Both the first and second pillars include an old-age pension, an invalidity pension, an insurance for the survivors that cover the loss of a breadwinner, as well as the compulsory unemployment insurance. The compulsory health insurance provides reimbursement of medical expenses, expenses for hospital treatment as well as other prescribed treatment and medication. The specific rules, including the obligation to be insured in the second pillar, vary to some extent from canton to canton.

In addition to the statutory social insurance, the social tasks are to a large extent handled by strong voluntary, but often professionally led organizations. These organizations are frequently rooted in the church and are run with significant public subsidies. Such organizations also run a large part of the institutions within the health care and elderly care. Check youremailverifier for Switzerland social condition facts.

Switzerland – health conditions

Infant mortality was 5 per. 1000 live births in 1996, a decrease from 15 in 1970. The average life expectancy in 1996 was 82 years for women and 75 years for men, which was an increase of respectively. 6 and 5 years from 1970.

The leading causes of death are cardiovascular disease and cancer. Mortality due to cardiovascular disease has been reduced by approximately a third from 1970 to 1996 and was in 1996 with approximately 300 deaths per 100,000 residents per. year approximately 20% lower than corresponding Danish figures. Mortality due to lung cancer in men has been slightly declining and in 1996 was slightly below the Danish. For women, mortality due to lung cancer is slightly increasing, but in 1996 was a third of the Danish. During the 1990’s, Switzerland has had an increasing problem of drug abuse, which has sought solution with prescription heroin for addicts.

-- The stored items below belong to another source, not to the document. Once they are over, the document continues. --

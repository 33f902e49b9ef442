//! Lazy depth-first enumeration of progressions
//!
//! The recursion of a classic backtracking search is unrolled into an explicit
//! stack of frames, one per open slot, so results can be pulled one at a time.

use super::rules::{Rejection, Step};
use super::{GeneratorConfig, ProgressionStrategy};
use crate::types::note::Note;
use crate::types::progression::Progression;
use crate::types::roman_numeral::{DegreeToken, Mode, ScaleDegree};

/// Candidates for one slot and the cursor into them
#[derive(Debug, Clone)]
struct Frame {
    candidates: Vec<DegreeToken>,
    cursor: usize,
}

/// Iterator over every valid progression of a fixed length
///
/// Progressions come out in depth-first order over the strategy's candidate
/// pool. Each one begins with `I` and ends with `V`-family then `I`.
pub struct ProgressionSearch {
    strategy: Box<dyn ProgressionStrategy>,
    tonic: Note,
    mode: Mode,
    length: usize,
    config: GeneratorConfig,
    sequence: Vec<DegreeToken>,
    stack: Vec<Frame>,
    rejections: Vec<Rejection>,
    truncated: bool,
    yielded: usize,
}

impl ProgressionSearch {
    pub(crate) fn new(
        strategy: Box<dyn ProgressionStrategy>,
        tonic: Note,
        length: usize,
        config: GeneratorConfig,
    ) -> Self {
        let mut search = ProgressionSearch {
            strategy,
            tonic,
            mode: config.mode,
            length,
            config,
            sequence: vec![DegreeToken::TONIC],
            stack: Vec::new(),
            rejections: Vec::new(),
            truncated: false,
            yielded: 0,
        };
        // Two chords cannot hold both a dominant and the closing tonic
        if length >= 3 {
            let candidates = search.slot_candidates();
            search.stack.push(Frame {
                candidates,
                cursor: 0,
            });
        }
        search
    }

    pub fn strategy_name(&self) -> &'static str {
        self.strategy.name()
    }

    pub fn length(&self) -> usize {
        self.length
    }

    pub fn tonic(&self) -> Note {
        self.tonic
    }

    pub fn mode(&self) -> Mode {
        self.mode
    }

    /// The step budget ran out before the search finished
    pub fn is_truncated(&self) -> bool {
        self.truncated
    }

    /// Nothing left to explore
    pub fn is_exhausted(&self) -> bool {
        self.stack.is_empty()
    }

    pub fn yielded(&self) -> usize {
        self.yielded
    }

    /// Drain the rejections recorded so far (only collected when tracing)
    pub fn take_rejections(&mut self) -> Vec<Rejection> {
        std::mem::take(&mut self.rejections)
    }

    /// Candidates for the slot right after the current sequence
    fn slot_candidates(&self) -> Vec<DegreeToken> {
        let position = self.sequence.len();
        if position + 1 == self.length {
            return vec![DegreeToken::TONIC];
        }
        let pool = self.strategy.pool();
        if position + 2 == self.length {
            return pool.into_iter().filter(|t| t.is_dominant_family()).collect();
        }
        match self.sequence.last() {
            Some(last) if last.is_leading_tone() => pool
                .into_iter()
                .filter(|t| t.degree == ScaleDegree::III)
                .collect(),
            _ => pool,
        }
    }

    fn reject(&mut self, candidate: DegreeToken, reason: super::rules::RejectReason) {
        let rejection = Rejection {
            sequence: self.sequence.clone(),
            candidate,
            reason,
        };
        tracing::trace!("rejected {}", rejection);
        if self.config.trace {
            self.rejections.push(rejection);
        }
    }
}

impl Iterator for ProgressionSearch {
    type Item = Progression;

    fn next(&mut self) -> Option<Progression> {
        let mut steps = 0usize;
        loop {
            let frame = self.stack.last_mut()?;
            if frame.cursor >= frame.candidates.len() {
                self.stack.pop();
                // The root frame has no token of its own to retract
                if !self.stack.is_empty() {
                    self.sequence.pop();
                }
                continue;
            }
            let candidate = frame.candidates[frame.cursor];
            frame.cursor += 1;

            steps += 1;
            if let Some(budget) = self.config.step_budget {
                if steps > budget {
                    tracing::warn!(
                        "progression search stopped after {} steps ({} found)",
                        budget,
                        self.yielded
                    );
                    self.truncated = true;
                    self.stack.clear();
                    return None;
                }
            }

            let step = Step {
                sequence: &self.sequence,
                candidate,
                is_final_tonic: self.sequence.len() + 1 == self.length,
                tonic: self.tonic,
                mode: self.mode,
            };
            if let Err(reason) = self.strategy.check(&step, &self.config) {
                self.reject(candidate, reason);
                continue;
            }

            self.sequence.push(candidate);
            if self.sequence.len() == self.length {
                let resolved = Progression::from_tokens(&self.sequence, self.tonic, self.mode);
                self.sequence.pop();
                match resolved {
                    Ok(progression) => {
                        self.yielded += 1;
                        tracing::debug!("found {}", progression);
                        return Some(progression);
                    }
                    Err(e) => {
                        self.reject(
                            candidate,
                            super::rules::RejectReason::LookupFailed(e.to_string()),
                        );
                        continue;
                    }
                }
            }

            let candidates = self.slot_candidates();
            self.stack.push(Frame {
                candidates,
                cursor: 0,
            });
        }
    }
}
//! Minimum-movement voicing over the whole progression
//!
//! Every chord gets a bounded list of candidate voicings that respect the bass,
//! strict ordering and all ranges. A dynamic program over consecutive chords
//! then picks the path with the least total motion.

use super::{midpoint_cost, movement, permutations, Pitches};
use crate::types::chord::ResolvedChord;
use crate::types::formation::Tessituras;
use crate::types::progression::Progression;
use rand::seq::SliceRandom;
use rand_chacha::ChaCha8Rng;

/// Widest gap allowed between adjacent upper voices when avoidable
const MAX_UPPER_SPACING: i32 = 12;

/// Candidate voicings for one chord, best placed first, at most `cap`
pub fn candidates(chord: &ResolvedChord, tessituras: &Tessituras, cap: usize) -> Vec<Pitches> {
    let bass_class = chord.bass_tone().pitch_class();
    let pool: Vec<u8> = chord.upper_pool().iter().map(|n| n.pitch_class()).collect();

    let mut assignments: Vec<[u8; 3]> = permutations(&[0, 1, 2])
        .iter()
        .map(|perm| [pool[perm[0]], pool[perm[1]], pool[perm[2]]])
        .collect();
    assignments.sort_unstable();
    assignments.dedup();

    let mut found = Vec::new();
    for bass in tessituras.bass.representatives(bass_class) {
        for &[soprano_class, alto_class, tenor_class] in &assignments {
            for tenor in tessituras.tenor.representatives(tenor_class).filter(|&p| p > bass) {
                for alto in tessituras.alto.representatives(alto_class).filter(|&p| p > tenor) {
                    for soprano in tessituras
                        .soprano
                        .representatives(soprano_class)
                        .filter(|&p| p > alto)
                    {
                        found.push([soprano, alto, tenor, bass]);
                    }
                }
            }
        }
    }

    let close: Vec<Pitches> = found
        .iter()
        .copied()
        .filter(|p| p[0] - p[1] <= MAX_UPPER_SPACING && p[1] - p[2] <= MAX_UPPER_SPACING)
        .collect();
    let mut chosen = if close.is_empty() { found } else { close };
    chosen.sort_by_key(|p| (midpoint_cost(p, tessituras), *p));
    chosen.truncate(cap.max(1));
    chosen
}

/// Least-movement path through every chord's candidates.
///
/// Returns `None` when some chord has no candidate at all.
pub fn voice(
    progression: &Progression,
    tessituras: &Tessituras,
    cap: usize,
    mut rng: Option<&mut ChaCha8Rng>,
) -> Option<Vec<Pitches>> {
    let mut layers: Vec<Vec<Pitches>> = Vec::with_capacity(progression.len());
    for chord in progression.chords() {
        let mut layer = candidates(chord, tessituras, cap);
        if layer.is_empty() {
            tracing::debug!("no in-range voicing for {}", chord);
            return None;
        }
        if let Some(rng) = rng.as_deref_mut() {
            layer.shuffle(rng);
        }
        layers.push(layer);
    }

    let mut cost: Vec<u32> = layers
        .first()?
        .iter()
        .map(|p| midpoint_cost(p, tessituras))
        .collect();
    // back[i][j]: best predecessor in layer i of candidate j in layer i + 1
    let mut back: Vec<Vec<usize>> = Vec::with_capacity(layers.len());

    for pair in layers.windows(2) {
        let (from, to) = (&pair[0], &pair[1]);
        let mut next_cost = Vec::with_capacity(to.len());
        let mut links = Vec::with_capacity(to.len());
        for target in to {
            let (best, total) = cheapest(from.iter().enumerate().map(|(k, source)| {
                (k, cost[k] + movement(source, target))
            }))?;
            next_cost.push(total);
            links.push(best);
        }
        cost = next_cost;
        back.push(links);
    }

    let (mut j, _) = cheapest(cost.iter().copied().enumerate())?;
    let mut path = vec![layers.last()?[j]];
    for (i, links) in back.iter().enumerate().rev() {
        j = links[j];
        path.push(layers[i][j]);
    }
    path.reverse();
    Some(path)
}

/// First entry with the lowest cost
fn cheapest(costs: impl Iterator<Item = (usize, u32)>) -> Option<(usize, u32)> {
    let mut best: Option<(usize, u32)> = None;
    for (i, c) in costs {
        if best.map_or(true, |(_, b)| c < b) {
            best = Some((i, c));
        }
    }
    best
}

In 1995, the country spent 9.5% of GDP on health care, approximately 50% more than Denmark. From this came approximately 25% from taxes and approximately 30% from compulsory insurance schemes, which, however, also cover certain social benefits, eg nursing homes and home care. approximately 28% of the expenses were paid by the patients, while the remaining part came from private health insurance. The hospital system spent 52% of the expenses. It is the cantons’ responsibility to organize the health service, and there are both cantonal and private hospitals. Around 2000, the trend is towards an increased central influence on planning and management of the health care system. In 1994 there were approximately 850 hospital beds per. 100,000 residents, almost twice as many as in Denmark. The average length of stay in 1995 was 12 days compared to 6 days in Denmark. In 1995, there were 316 doctors per. 100,000 residents, about the same as in Denmark.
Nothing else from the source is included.